Stored items
//! Test utilities for labyr development.
//!
//! Provides hand-built fixture grids with known verdicts ([`fixtures`])
//! and proptest strategies for random grids ([`strategies`]).

#![forbid(unsafe_code)]
#![allow(missing_docs)]
#![deny(rustdoc::broken_intra_doc_links)]

pub mod fixtures;
pub mod strategies;

pub use fixtures::*;
pub use strategies::{arb_grid, arb_grid_sized, arb_grid_with_endpoints};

* [YOUR TASK]
Return the lines from the line containing "#![deny(rustdoc::broken_intra_doc_links)]" to the end of the entries above, exactly as they appear and with no other output.

* [SOLUTION TO THE PROBLEM]
#![deny(rustdoc::broken_intra_doc_links)]

pub mod fixtures;
pub mod strategies;

pub use fixtures::*;
pub use strategies::{arb_grid, arb_grid_sized, arb_grid_with_endpoints};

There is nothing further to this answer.